No fim do reinado de Francisco II, as duas famílias não tinham herdeiros masculinos: Francisco II tinha duas filhas, Ana e Isabeau, e os últimos Penthièvre também eram mulheres. Portanto, podiam ser pretendentes ao trono:

  • Montfort:
    • as irmãs Ana e Isabeau de Bretanha, filhas do duque governante, últimas herdeiras da família, estando na primeira linha pela ordem de sucessão, mas são do sexo feminino;
    • João II, visconde de Rohan e de Leon, marido de Maria de Bretanha (filha do duque Francisco I). Sem o tratado de Guérande, a sua esposa seria duquesa desde 1469, após a morte da sua irmã Margarida. Assim, o marido desta (Francisco II) deveria abandonar o poder em prol de João II. Para transformar essa rivalidade em associação, João II propôs o casamento de seus filhos Francisco e João com Ana e Isabeau. Francisco II recusou, contrariando a opinião do seu conselho e a lógica da linhagem. Mais tarde, João II designar-se-ia duque da Bretanha;
    • João de Chalon, príncipe de Orange, filho de Catarina de Bretanha (irmã do duque Francisco II). É o herdeiro mais próximo à morte de Francisco II, juntamente com Ana e Isabeau;
    • Francisco d'Avaugour, bastardo do duque Francisco II com Antonieta de Maignelais. Renuncia frente aos Estados aos seus hipotéticos direitos;
  • Penthièvre (os Estados tinham retirado os direitos aos Penthièvre após o evento de 1420):
    • João de Brosse, conde de Penthièvre (filho de Nicole de Blois-Penthièvre e de João I de Brosse), mas a sua mãe tinha por duas vezes renunciado aos seus direitos (em 1480 durante a venda, confirmado em 1485);
    • Carlos VIII, cujo pai Luís XI tinha comprado (a 3 de janeiro de 1480) os direitos ao ducado de Nicole de Blois-Bretanha, condessa de Penthièvre. É reconhecido herdeiro de Francisco II por cinco rebeldes bretões no tratado de Montargis.
    • Alain d'Albret, meio-irmão de Francisco de Dinan.

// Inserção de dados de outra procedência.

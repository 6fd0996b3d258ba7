//! Retrieval scoring.
//!
//! score = wR·recency + wI·importance/IMPORTANCE_MAX + wS·cosine(query, memory)
//!
//! Recency decays exponentially with simulated hours since the memory was
//! last accessed, so memories that keep being recalled fade more slowly.

use town_events::{Memory, MemoryRef, SimTime, IMPORTANCE_MAX};

use crate::config::RetrievalConfig;

/// Weights and decay for the composite retrieval score.
#[derive(Debug, Clone, Copy, PartialEq)]
pub struct RetrievalWeights {
    pub recency: f32,
    pub importance: f32,
    pub relevance: f32,
    pub decay_per_hour: f32,
}

impl Default for RetrievalWeights {
    fn default() -> Self {
        Self::from(&RetrievalConfig::default())
    }
}

impl From<&RetrievalConfig> for RetrievalWeights {
    fn from(config: &RetrievalConfig) -> Self {
        Self {
            recency: config.recency_weight,
            importance: config.importance_weight,
            relevance: config.relevance_weight,
            decay_per_hour: config.recency_decay_per_hour,
        }
    }
}

/// A retrieval hit with its composite score.
#[derive(Debug, Clone, Copy, PartialEq)]
pub struct ScoredMemory {
    pub reference: MemoryRef,
    pub score: f32,
}

/// Exponential recency in (0, 1]; 1.0 when accessed at `now`.
pub fn recency(now: SimTime, latest_access: SimTime, decay_per_hour: f32) -> f32 {
    let hours = now.hours_since(latest_access);
    (decay_per_hour as f64).powf(hours) as f32
}

/// Maps importance onto [0, 1].
pub fn normalize_importance(importance: f32) -> f32 {
    (importance / IMPORTANCE_MAX).clamp(0.0, 1.0)
}

/// Cosine similarity in [-1, 1]; 0.0 for empty, zero or mismatched vectors.
pub fn cosine_similarity(a: &[f32], b: &[f32]) -> f32 {
    if a.len() != b.len() || a.is_empty() {
        return 0.0;
    }
    let (mut dot, mut norm_a, mut norm_b) = (0.0f32, 0.0f32, 0.0f32);
    for (x, y) in a.iter().zip(b) {
        dot += x * y;
        norm_a += x * x;
        norm_b += y * y;
    }
    if norm_a == 0.0 || norm_b == 0.0 {
        return 0.0;
    }
    dot / (norm_a.sqrt() * norm_b.sqrt())
}

/// Composite score of one memory against a query embedding.
pub fn score(memory: &Memory, query: &[f32], now: SimTime, weights: &RetrievalWeights) -> f32 {
    weights.recency * recency(now, memory.latest_access(), weights.decay_per_hour)
        + weights.importance * normalize_importance(memory.importance())
        + weights.relevance * cosine_similarity(query, memory.embedding())
}

/// Ranks `(stream position, memory)` pairs by descending score.
///
/// Ties go to the most recently created memory, then to the later stream
/// position, so the order is total and deterministic.
pub fn rank<'a>(
    candidates: impl Iterator<Item = (usize, &'a Memory)>,
    query: &[f32],
    now: SimTime,
    weights: &RetrievalWeights,
) -> Vec<(usize, f32)> {
    let mut scored: Vec<(usize, SimTime, f32)> = candidates
        .map(|(pos, memory)| (pos, memory.created_at(), score(memory, query, now, weights)))
        .collect();

    scored.sort_by(|a, b| {
        b.2.total_cmp(&a.2)
            .then_with(|| b.1.cmp(&a.1))
            .then_with(|| b.0.cmp(&a.0))
    });

    scored.into_iter().map(|(pos, _, s)| (pos, s)).collect()
}

#[cfg(test)]
mod tests {
    use super::*;
    use town_events::{MemoryDetails, MemoryId};

    fn memory(id: u64, created: u64, importance: f32, embedding: Vec<f32>) -> Memory {
        Memory::new(
            MemoryId(id),
            SimTime::from_minutes(created),
            format!("memory {}", id),
            importance,
            embedding,
            MemoryDetails::observation(),
        )
    }

    #[test]
    fn test_recency_decay() {
        let now = SimTime::from_minutes(600);
        assert_eq!(recency(now, now, 0.99), 1.0);
        let one_hour = recency(now, SimTime::from_minutes(540), 0.99);
        assert!((one_hour - 0.99).abs() < 1e-6);
        let ten_hours = recency(now, SimTime::from_minutes(0), 0.99);
        assert!(ten_hours < one_hour);
    }

    #[test]
    fn test_cosine_similarity() {
        assert!((cosine_similarity(&[1.0, 0.0], &[1.0, 0.0]) - 1.0).abs() < 1e-6);
        assert!(cosine_similarity(&[1.0, 0.0], &[0.0, 1.0]).abs() < 1e-6);
        assert!((cosine_similarity(&[1.0, 0.0], &[-1.0, 0.0]) + 1.0).abs() < 1e-6);
        assert_eq!(cosine_similarity(&[0.0, 0.0], &[1.0, 0.0]), 0.0);
        assert_eq!(cosine_similarity(&[1.0], &[1.0, 0.0]), 0.0);
    }

    #[test]
    fn test_normalize_importance() {
        assert_eq!(normalize_importance(0.0), 0.0);
        assert_eq!(normalize_importance(5.0), 0.5);
        assert_eq!(normalize_importance(10.0), 1.0);
    }

    #[test]
    fn test_relevance_dominates_at_equal_age_and_importance() {
        let memories = vec![
            memory(1, 0, 5.0, vec![0.0, 1.0]),
            memory(2, 0, 5.0, vec![1.0, 0.0]),
        ];
        let ranked = rank(
            memories.iter().enumerate(),
            &[1.0, 0.0],
            SimTime::from_minutes(60),
            &RetrievalWeights::default(),
        );
        assert_eq!(ranked[0].0, 1);
        assert!(ranked[0].1 > ranked[1].1);
    }

    #[test]
    fn test_ties_prefer_newer_memories() {
        let memories = vec![
            memory(1, 10, 5.0, vec![1.0, 0.0]),
            memory(2, 20, 5.0, vec![1.0, 0.0]),
        ];
        let weights = RetrievalWeights {
            recency: 0.0,
            ..RetrievalWeights::default()
        };
        let ranked = rank(memories.iter().enumerate(), &[1.0, 0.0], SimTime::from_minutes(30), &weights);
        assert_eq!(ranked[0].1, ranked[1].1);
        assert_eq!(ranked[0].0, 1);
    }
}
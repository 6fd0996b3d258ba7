//! Reflection Engine
//!
//! Accumulates the importance of observations as they are recorded. Once
//! the running sum reaches the agent's threshold, the most salient earlier
//! observations are gathered through retrieval and a single higher-level
//! insight is synthesized from them and appended as a reflection.
//!
//! A failed synthesis leaves the running sum untouched, so the reflection
//! is deferred to the next opportunity rather than dropped.

use tracing::{debug, info, warn};

use town_events::{Memory, MemoryKind, MemoryRef, SimTime};

use crate::agent::Persona;
use crate::config::ReflectionConfig;
use crate::error::CoreError;
use crate::memory::{MemoryDraft, MemoryStream, RetrievalWeights};
use crate::prompts;
use crate::provider::{LanguageModel, ProviderError};

/// Per-agent reflection trigger and synthesizer.
#[derive(Debug, Clone)]
pub struct ReflectionEngine {
    config: ReflectionConfig,
    threshold: f32,
    importance_since_reflection: f32,
}

impl ReflectionEngine {
    /// Creates an engine whose threshold scales with `retention`.
    pub fn new(config: ReflectionConfig, retention: u32) -> Self {
        let threshold = retention as f32 * config.importance_per_retention;
        Self {
            config,
            threshold,
            importance_since_reflection: 0.0,
        }
    }

    pub fn threshold(&self) -> f32 {
        self.threshold
    }

    pub fn importance_since_reflection(&self) -> f32 {
        self.importance_since_reflection
    }

    /// Adds an observation's importance to the running sum.
    pub fn record_observation(&mut self, importance: f32) {
        self.importance_since_reflection += importance;
    }

    pub fn is_due(&self) -> bool {
        self.importance_since_reflection >= self.threshold
    }

    /// Synthesizes a reflection if the threshold has been reached.
    ///
    /// Returns `Ok(None)` when below threshold or when no observation
    /// predates `now`. Any error leaves the running sum unchanged.
    pub async fn maybe_reflect(
        &mut self,
        stream: &mut MemoryStream,
        model: &dyn LanguageModel,
        who: Persona<'_>,
        weights: &RetrievalWeights,
        now: SimTime,
    ) -> Result<Option<MemoryRef>, CoreError> {
        if !self.is_due() {
            return Ok(None);
        }

        let evidence = self.gather_evidence(stream, model, who.name, weights, now).await?;
        if evidence.is_empty() {
            debug!(agent = who.name, "reflection due but no earlier observations");
            return Ok(None);
        }

        let statements: Vec<&str> = evidence
            .iter()
            .filter_map(|r| stream.get(*r).map(Memory::description))
            .collect();
        let prompt = prompts::reflection(who.name, &statements);
        let insight = model
            .generate(&prompt, who.summary)
            .await
            .map_err(CoreError::GenerationUnavailable)?;
        let insight = insight.trim();
        if insight.is_empty() {
            warn!(agent = who.name, "reflection generation returned no text");
            return Err(CoreError::GenerationUnavailable(ProviderError::Malformed(
                "empty insight".into(),
            )));
        }

        let reference = stream
            .append(model, MemoryDraft::reflection(insight, evidence.clone()), now)
            .await?;

        info!(
            agent = who.name,
            reflection = %reference,
            evidence = evidence.len(),
            accumulated = self.importance_since_reflection,
            "reflected"
        );
        self.importance_since_reflection = 0.0;
        Ok(Some(reference))
    }

    /// Top observations for each focal query, de-duplicated in rank order.
    async fn gather_evidence(
        &self,
        stream: &mut MemoryStream,
        model: &dyn LanguageModel,
        name: &str,
        weights: &RetrievalWeights,
        now: SimTime,
    ) -> Result<Vec<MemoryRef>, CoreError> {
        let mut evidence: Vec<MemoryRef> = Vec::new();
        for template in &self.config.focal_queries {
            let query = template.replace("{name}", name);
            let embedding = model
                .embed(&query)
                .await
                .map_err(CoreError::ScoringUnavailable)?;
            let hits = stream.retrieve_where(
                &embedding,
                self.config.evidence_per_query,
                now,
                weights,
                |m| m.kind() == MemoryKind::Observation && m.created_at() < now,
            );
            for hit in hits {
                if !evidence.contains(&hit.reference) {
                    evidence.push(hit.reference);
                }
            }
        }
        Ok(evidence)
    }
}
//! Reaction Engine
//!
//! Decides whether a freshly recorded observation is important enough to
//! abandon the current activity. The decision is a pure function of the
//! observation's importance and the activity label.

use town_events::Memory;

use crate::config::ReactionConfig;

/// Outcome of evaluating an observation against the current activity.
#[derive(Debug, Clone, Copy, PartialEq, Eq)]
pub enum Reaction {
    Continue,
    /// Abandon the current step. `severe` also discards the hour plan.
    Interrupt { severe: bool },
}

impl Reaction {
    pub fn is_interrupt(self) -> bool {
        matches!(self, Reaction::Interrupt { .. })
    }
}

/// Stateless interrupt policy.
#[derive(Debug, Clone)]
pub struct ReactionEngine {
    config: ReactionConfig,
}

impl Default for ReactionEngine {
    fn default() -> Self {
        Self::new(ReactionConfig::default())
    }
}

impl ReactionEngine {
    pub fn new(config: ReactionConfig) -> Self {
        Self { config }
    }

    /// Urgency of an activity: the highest keyword priority matching the
    /// label, or the default when nothing matches.
    pub fn priority_of(&self, activity: Option<&str>) -> f32 {
        let Some(activity) = activity else {
            return self.config.default_priority;
        };
        let lowered = activity.to_lowercase();
        self.config
            .activity_priorities
            .iter()
            .filter(|(keyword, _)| lowered.contains(keyword.as_str()))
            .map(|(_, priority)| *priority)
            .reduce(f32::max)
            .unwrap_or(self.config.default_priority)
    }

    /// Evaluates an observation's importance against the current activity.
    pub fn on_observe(&self, memory: &Memory, current_activity: Option<&str>) -> Reaction {
        self.evaluate(memory.importance(), current_activity)
    }

    pub fn evaluate(&self, importance: f32, current_activity: Option<&str>) -> Reaction {
        let priority = self.priority_of(current_activity);
        if importance > priority + self.config.interrupt_margin {
            Reaction::Interrupt {
                severe: importance >= priority + self.config.severe_margin,
            }
        } else {
            Reaction::Continue
        }
    }
}

#[cfg(test)]
mod tests {
    use super::*;

    #[test]
    fn test_priority_lookup() {
        let engine = ReactionEngine::default();
        assert_eq!(engine.priority_of(None), 3.0);
        assert_eq!(engine.priority_of(Some("read a book")), 3.0);
        assert_eq!(engine.priority_of(Some("Sleep")), 5.0);
        assert_eq!(engine.priority_of(Some("work through the emergency")), 9.0);
    }

    #[test]
    fn test_fire_interrupts_default_activity() {
        let engine = ReactionEngine::default();
        assert_eq!(
            engine.evaluate(9.0, Some("read a book")),
            Reaction::Interrupt { severe: true }
        );
    }

    #[test]
    fn test_margin_is_strict() {
        let engine = ReactionEngine::default();
        assert_eq!(engine.evaluate(5.0, None), Reaction::Continue);
        assert_eq!(
            engine.evaluate(5.5, None),
            Reaction::Interrupt { severe: false }
        );
    }

    #[test]
    fn test_sleep_resists_moderate_events() {
        let engine = ReactionEngine::default();
        assert_eq!(engine.evaluate(6.0, Some("sleep")), Reaction::Continue);
        assert!(engine.evaluate(8.0, Some("sleep")).is_interrupt());
    }
}
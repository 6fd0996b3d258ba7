//! Memory Record Types
//!
//! An agent's memory stream is an append-only log of typed records. Every
//! record shares the same envelope (id, timestamps, description,
//! importance, embedding); the kind-specific payload lives in
//! [`MemoryDetails`].

use serde::{Deserialize, Serialize};
use std::fmt;

use crate::agent::AgentId;
use crate::timestamp::SimTime;

/// Lowest importance score a memory can carry.
pub const IMPORTANCE_MIN: f32 = 0.0;

/// Highest importance score a memory can carry.
pub const IMPORTANCE_MAX: f32 = 10.0;

/// Fixed-length embedding vector.
pub type Embedding = Vec<f32>;

/// Identifier of a memory, unique within one agent and one kind.
#[derive(Debug, Clone, Copy, PartialEq, Eq, PartialOrd, Ord, Hash, Serialize, Deserialize)]
#[serde(transparent)]
pub struct MemoryId(pub u64);

impl fmt::Display for MemoryId {
    fn fmt(&self, f: &mut fmt::Formatter<'_>) -> fmt::Result {
        write!(f, "{}", self.0)
    }
}

/// The four kinds of memory record.
#[derive(Debug, Clone, Copy, PartialEq, Eq, PartialOrd, Ord, Hash, Serialize, Deserialize)]
#[serde(rename_all = "snake_case")]
pub enum MemoryKind {
    Observation,
    Reflection,
    Plan,
    Conversation,
}

impl MemoryKind {
    /// Returns all memory kinds.
    pub fn all() -> &'static [MemoryKind] {
        &[
            MemoryKind::Observation,
            MemoryKind::Reflection,
            MemoryKind::Plan,
            MemoryKind::Conversation,
        ]
    }
}

impl fmt::Display for MemoryKind {
    fn fmt(&self, f: &mut fmt::Formatter<'_>) -> fmt::Result {
        match self {
            MemoryKind::Observation => write!(f, "observation"),
            MemoryKind::Reflection => write!(f, "reflection"),
            MemoryKind::Plan => write!(f, "plan"),
            MemoryKind::Conversation => write!(f, "conversation"),
        }
    }
}

/// Fully-qualified reference to a memory within one agent's stream.
#[derive(Debug, Clone, Copy, PartialEq, Eq, PartialOrd, Ord, Hash, Serialize, Deserialize)]
pub struct MemoryRef {
    pub kind: MemoryKind,
    pub id: MemoryId,
}

impl MemoryRef {
    pub fn new(kind: MemoryKind, id: MemoryId) -> Self {
        Self { kind, id }
    }

    pub fn plan(id: MemoryId) -> Self {
        Self::new(MemoryKind::Plan, id)
    }
}

impl fmt::Display for MemoryRef {
    fn fmt(&self, f: &mut fmt::Formatter<'_>) -> fmt::Result {
        write!(f, "{}#{}", self.kind, self.id)
    }
}

/// Time resolution of a plan item.
#[derive(Debug, Clone, Copy, PartialEq, Eq, PartialOrd, Ord, Hash, Serialize, Deserialize)]
#[serde(rename_all = "snake_case")]
pub enum PlanGranularity {
    Day,
    Hour,
    Minute,
}

impl PlanGranularity {
    /// The next-coarser granularity, if any.
    pub fn coarser(self) -> Option<Self> {
        match self {
            PlanGranularity::Day => None,
            PlanGranularity::Hour => Some(PlanGranularity::Day),
            PlanGranularity::Minute => Some(PlanGranularity::Hour),
        }
    }

    /// The next-finer granularity, if any.
    pub fn finer(self) -> Option<Self> {
        match self {
            PlanGranularity::Day => Some(PlanGranularity::Hour),
            PlanGranularity::Hour => Some(PlanGranularity::Minute),
            PlanGranularity::Minute => None,
        }
    }
}

impl fmt::Display for PlanGranularity {
    fn fmt(&self, f: &mut fmt::Formatter<'_>) -> fmt::Result {
        match self {
            PlanGranularity::Day => write!(f, "day"),
            PlanGranularity::Hour => write!(f, "hour"),
            PlanGranularity::Minute => write!(f, "minute"),
        }
    }
}

/// Payload of a plan memory.
///
/// `start`/`end` are clock offsets within the planning day, half-open.
#[derive(Debug, Clone, PartialEq, Serialize, Deserialize)]
pub struct PlanDetails {
    pub iteration: u32,
    pub granularity: PlanGranularity,
    pub start: u32,
    pub end: u32,
    /// Plan IDs of the coarser item(s) this item refines
    #[serde(default, skip_serializing_if = "Vec::is_empty")]
    pub parent: Vec<MemoryId>,
}

impl PlanDetails {
    /// Whether the clock offset falls inside `[start, end)`.
    pub fn contains(&self, offset: u32) -> bool {
        self.start <= offset && offset < self.end
    }

    /// Whether the two windows share at least one minute.
    pub fn overlaps(&self, other: &PlanDetails) -> bool {
        self.start < other.end && other.start < self.end
    }

    pub fn duration(&self) -> u32 {
        self.end.saturating_sub(self.start)
    }
}

/// Kind-specific payload of a memory.
#[derive(Debug, Clone, PartialEq, Serialize, Deserialize)]
#[serde(tag = "kind", rename_all = "snake_case")]
pub enum MemoryDetails {
    /// A raw percept, optionally about another agent
    Observation {
        #[serde(default, skip_serializing_if = "Option::is_none")]
        subject: Option<AgentId>,
    },
    /// An insight synthesized from earlier memories
    Reflection { evidence: Vec<MemoryRef> },
    Plan(PlanDetails),
    /// Dialogue exchanged with another agent
    Conversation { partner: AgentId },
}

impl MemoryDetails {
    pub fn observation() -> Self {
        MemoryDetails::Observation { subject: None }
    }

    pub fn kind(&self) -> MemoryKind {
        match self {
            MemoryDetails::Observation { .. } => MemoryKind::Observation,
            MemoryDetails::Reflection { .. } => MemoryKind::Reflection,
            MemoryDetails::Plan(_) => MemoryKind::Plan,
            MemoryDetails::Conversation { .. } => MemoryKind::Conversation,
        }
    }
}

/// A single record in an agent's memory stream.
///
/// Everything except `latest_access` is fixed at creation.
#[derive(Debug, Clone, PartialEq, Serialize, Deserialize)]
pub struct Memory {
    id: MemoryId,
    created_at: SimTime,
    description: String,
    importance: f32,
    latest_access: SimTime,
    embedding: Embedding,
    details: MemoryDetails,
}

impl Memory {
    /// Creates a memory stamped with `created_at` as both creation and
    /// latest access time. Importance is clamped to the valid range.
    pub fn new(
        id: MemoryId,
        created_at: SimTime,
        description: impl Into<String>,
        importance: f32,
        embedding: Embedding,
        details: MemoryDetails,
    ) -> Self {
        Self {
            id,
            created_at,
            description: description.into(),
            importance: importance.clamp(IMPORTANCE_MIN, IMPORTANCE_MAX),
            latest_access: created_at,
            embedding,
            details,
        }
    }

    pub fn id(&self) -> MemoryId {
        self.id
    }

    pub fn kind(&self) -> MemoryKind {
        self.details.kind()
    }

    pub fn reference(&self) -> MemoryRef {
        MemoryRef::new(self.kind(), self.id)
    }

    pub fn created_at(&self) -> SimTime {
        self.created_at
    }

    pub fn description(&self) -> &str {
        &self.description
    }

    pub fn importance(&self) -> f32 {
        self.importance
    }

    pub fn latest_access(&self) -> SimTime {
        self.latest_access
    }

    pub fn embedding(&self) -> &[f32] {
        &self.embedding
    }

    pub fn details(&self) -> &MemoryDetails {
        &self.details
    }

    /// Plan payload, if this is a plan memory.
    pub fn as_plan(&self) -> Option<&PlanDetails> {
        match &self.details {
            MemoryDetails::Plan(plan) => Some(plan),
            _ => None,
        }
    }

    /// Evidence references, empty unless this is a reflection.
    pub fn evidence(&self) -> &[MemoryRef] {
        match &self.details {
            MemoryDetails::Reflection { evidence } => evidence,
            _ => &[],
        }
    }

    /// The other agent this memory is about, if any.
    pub fn counterpart(&self) -> Option<&AgentId> {
        match &self.details {
            MemoryDetails::Observation { subject } => subject.as_ref(),
            MemoryDetails::Conversation { partner } => Some(partner),
            _ => None,
        }
    }

    /// Records a retrieval hit. Access time never moves backwards.
    pub fn touch(&mut self, now: SimTime) {
        if now > self.latest_access {
            self.latest_access = now;
        }
    }
}

#[cfg(test)]
mod tests {
    use super::*;

    fn plan(start: u32, end: u32) -> PlanDetails {
        PlanDetails {
            iteration: 1,
            granularity: PlanGranularity::Hour,
            start,
            end,
            parent: vec![MemoryId(1)],
        }
    }

    #[test]
    fn test_granularity_order() {
        assert_eq!(PlanGranularity::Minute.coarser(), Some(PlanGranularity::Hour));
        assert_eq!(PlanGranularity::Hour.coarser(), Some(PlanGranularity::Day));
        assert_eq!(PlanGranularity::Day.coarser(), None);
        assert_eq!(PlanGranularity::Day.finer(), Some(PlanGranularity::Hour));
        assert_eq!(PlanGranularity::Minute.finer(), None);
    }

    #[test]
    fn test_plan_window() {
        let p = plan(60, 120);
        assert!(p.contains(60));
        assert!(p.contains(119));
        assert!(!p.contains(120));
        assert!(p.overlaps(&plan(100, 200)));
        assert!(!p.overlaps(&plan(120, 200)));
        assert_eq!(p.duration(), 60);
    }

    #[test]
    fn test_importance_is_clamped() {
        let m = Memory::new(
            MemoryId(1),
            SimTime::start(),
            "too loud",
            42.0,
            vec![1.0],
            MemoryDetails::observation(),
        );
        assert_eq!(m.importance(), IMPORTANCE_MAX);
    }

    #[test]
    fn test_touch_is_monotonic() {
        let mut m = Memory::new(
            MemoryId(1),
            SimTime::from_minutes(50),
            "bread smell",
            2.0,
            vec![1.0],
            MemoryDetails::observation(),
        );
        m.touch(SimTime::from_minutes(80));
        assert_eq!(m.latest_access(), SimTime::from_minutes(80));
        m.touch(SimTime::from_minutes(60));
        assert_eq!(m.latest_access(), SimTime::from_minutes(80));
        assert_eq!(m.created_at(), SimTime::from_minutes(50));
    }

    #[test]
    fn test_counterpart() {
        let convo = Memory::new(
            MemoryId(3),
            SimTime::start(),
            "talked about the harvest",
            3.0,
            vec![],
            MemoryDetails::Conversation {
                partner: AgentId::from("bob"),
            },
        );
        assert_eq!(convo.counterpart(), Some(&AgentId::from("bob")));
        assert_eq!(convo.reference().to_string(), "conversation#3");
    }

    #[test]
    fn test_details_serialization() {
        let details = MemoryDetails::Reflection {
            evidence: vec![MemoryRef::new(MemoryKind::Observation, MemoryId(4))],
        };
        let json = serde_json::to_string(&details).unwrap();
        assert_eq!(
            json,
            r#"{"kind":"reflection","evidence":[{"kind":"observation","id":4}]}"#
        );
    }
}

Alguns pretendentes tentam obter apoios: Carlos VIII e João II tentam seduzir parte da nobreza bretã. Vários projetos matrimoniais procuram reunir os direitos dos dois ramos numa mesma cabeça.

Mas para uma maior segurança frente a essa pretensões, Francisco II faz reconhecer as suas filhas pelos Estados da Bretanha como herdeiras do ducado, e Ana é coroada duquesa em Rennes, contrariando o deposto no tratado de Guérande de 1365.